(Saved entries):
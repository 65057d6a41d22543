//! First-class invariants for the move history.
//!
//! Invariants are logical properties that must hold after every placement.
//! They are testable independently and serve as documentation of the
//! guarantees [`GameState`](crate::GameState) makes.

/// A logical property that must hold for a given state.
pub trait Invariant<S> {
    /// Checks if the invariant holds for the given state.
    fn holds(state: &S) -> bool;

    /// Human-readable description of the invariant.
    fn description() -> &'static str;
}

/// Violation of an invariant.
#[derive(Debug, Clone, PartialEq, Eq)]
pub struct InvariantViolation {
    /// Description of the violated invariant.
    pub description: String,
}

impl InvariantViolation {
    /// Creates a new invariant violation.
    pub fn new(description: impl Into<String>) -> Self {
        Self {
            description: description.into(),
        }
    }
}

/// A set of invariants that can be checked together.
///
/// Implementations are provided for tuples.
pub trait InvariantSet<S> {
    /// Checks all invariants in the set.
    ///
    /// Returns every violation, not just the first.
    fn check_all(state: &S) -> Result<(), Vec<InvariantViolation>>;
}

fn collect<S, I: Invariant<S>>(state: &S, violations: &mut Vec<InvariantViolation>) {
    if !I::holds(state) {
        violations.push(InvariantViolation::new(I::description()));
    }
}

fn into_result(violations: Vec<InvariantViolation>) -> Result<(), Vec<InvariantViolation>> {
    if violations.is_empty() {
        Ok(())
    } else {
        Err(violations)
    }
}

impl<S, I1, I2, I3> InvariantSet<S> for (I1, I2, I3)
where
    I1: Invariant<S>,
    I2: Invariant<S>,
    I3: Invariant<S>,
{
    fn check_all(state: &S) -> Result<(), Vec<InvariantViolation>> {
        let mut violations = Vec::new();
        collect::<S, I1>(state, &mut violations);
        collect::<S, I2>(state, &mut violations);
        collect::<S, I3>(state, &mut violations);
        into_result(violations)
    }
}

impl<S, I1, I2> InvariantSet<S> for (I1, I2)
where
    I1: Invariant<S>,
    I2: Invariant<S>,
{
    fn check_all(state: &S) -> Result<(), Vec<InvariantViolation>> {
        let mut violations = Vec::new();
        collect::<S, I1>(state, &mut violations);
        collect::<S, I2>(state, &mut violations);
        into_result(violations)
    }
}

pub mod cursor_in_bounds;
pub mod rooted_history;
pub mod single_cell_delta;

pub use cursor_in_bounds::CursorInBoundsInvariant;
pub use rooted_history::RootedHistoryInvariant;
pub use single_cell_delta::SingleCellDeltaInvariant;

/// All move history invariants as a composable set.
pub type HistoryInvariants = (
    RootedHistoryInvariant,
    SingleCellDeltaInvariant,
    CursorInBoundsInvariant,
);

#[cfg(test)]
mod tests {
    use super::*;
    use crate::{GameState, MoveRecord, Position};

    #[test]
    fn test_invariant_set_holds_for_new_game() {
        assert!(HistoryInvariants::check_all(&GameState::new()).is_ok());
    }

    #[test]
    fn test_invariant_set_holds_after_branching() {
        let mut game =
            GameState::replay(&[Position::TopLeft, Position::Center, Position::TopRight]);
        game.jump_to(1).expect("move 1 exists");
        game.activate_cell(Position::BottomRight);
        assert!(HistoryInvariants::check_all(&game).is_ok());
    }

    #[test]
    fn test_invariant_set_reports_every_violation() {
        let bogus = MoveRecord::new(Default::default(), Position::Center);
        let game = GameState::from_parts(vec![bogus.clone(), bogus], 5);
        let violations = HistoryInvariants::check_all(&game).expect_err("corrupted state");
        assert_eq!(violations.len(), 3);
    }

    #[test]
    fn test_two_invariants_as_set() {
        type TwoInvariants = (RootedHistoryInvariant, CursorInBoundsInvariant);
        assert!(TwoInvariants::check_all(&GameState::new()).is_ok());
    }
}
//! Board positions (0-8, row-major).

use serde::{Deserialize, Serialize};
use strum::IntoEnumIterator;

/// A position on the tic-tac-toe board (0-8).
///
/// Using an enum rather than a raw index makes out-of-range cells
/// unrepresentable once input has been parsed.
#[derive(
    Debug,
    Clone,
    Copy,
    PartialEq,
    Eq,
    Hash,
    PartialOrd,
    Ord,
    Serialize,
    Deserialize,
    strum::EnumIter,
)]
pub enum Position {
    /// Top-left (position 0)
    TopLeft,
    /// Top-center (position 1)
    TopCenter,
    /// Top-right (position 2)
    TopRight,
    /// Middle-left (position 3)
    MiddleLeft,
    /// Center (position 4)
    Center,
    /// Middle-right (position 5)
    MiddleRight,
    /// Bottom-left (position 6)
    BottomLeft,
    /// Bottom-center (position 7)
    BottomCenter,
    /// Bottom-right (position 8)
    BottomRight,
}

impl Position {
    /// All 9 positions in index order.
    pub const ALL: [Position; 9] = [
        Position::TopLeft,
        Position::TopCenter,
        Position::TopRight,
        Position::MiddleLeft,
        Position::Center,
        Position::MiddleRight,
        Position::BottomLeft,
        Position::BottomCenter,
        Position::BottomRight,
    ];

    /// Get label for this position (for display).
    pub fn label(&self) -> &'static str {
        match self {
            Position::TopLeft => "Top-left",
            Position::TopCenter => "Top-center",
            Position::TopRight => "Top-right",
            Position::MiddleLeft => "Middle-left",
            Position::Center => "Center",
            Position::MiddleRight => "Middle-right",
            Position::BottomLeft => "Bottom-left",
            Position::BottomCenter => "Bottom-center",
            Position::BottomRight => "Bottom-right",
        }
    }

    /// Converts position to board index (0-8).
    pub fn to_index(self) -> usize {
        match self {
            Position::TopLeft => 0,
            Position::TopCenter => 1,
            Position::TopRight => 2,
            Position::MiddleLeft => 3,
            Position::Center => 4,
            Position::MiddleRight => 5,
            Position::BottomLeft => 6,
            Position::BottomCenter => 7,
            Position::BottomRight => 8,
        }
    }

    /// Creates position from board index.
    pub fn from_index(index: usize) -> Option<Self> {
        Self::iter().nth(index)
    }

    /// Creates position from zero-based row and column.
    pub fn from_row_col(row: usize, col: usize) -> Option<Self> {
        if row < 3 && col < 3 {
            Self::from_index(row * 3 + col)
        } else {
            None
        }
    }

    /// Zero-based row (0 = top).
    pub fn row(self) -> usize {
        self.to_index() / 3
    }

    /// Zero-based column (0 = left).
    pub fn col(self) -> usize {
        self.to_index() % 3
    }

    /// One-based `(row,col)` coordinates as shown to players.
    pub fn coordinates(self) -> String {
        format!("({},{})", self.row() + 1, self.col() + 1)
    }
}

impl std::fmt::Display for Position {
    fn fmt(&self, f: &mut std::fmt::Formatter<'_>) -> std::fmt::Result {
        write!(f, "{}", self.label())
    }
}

(What the task requires): Copy out, from the data above, each line where the string "crate" is present.

(Written response):
//! guarantees [`GameState`](crate::GameState) makes.
    use crate::{GameState, MoveRecord, Position};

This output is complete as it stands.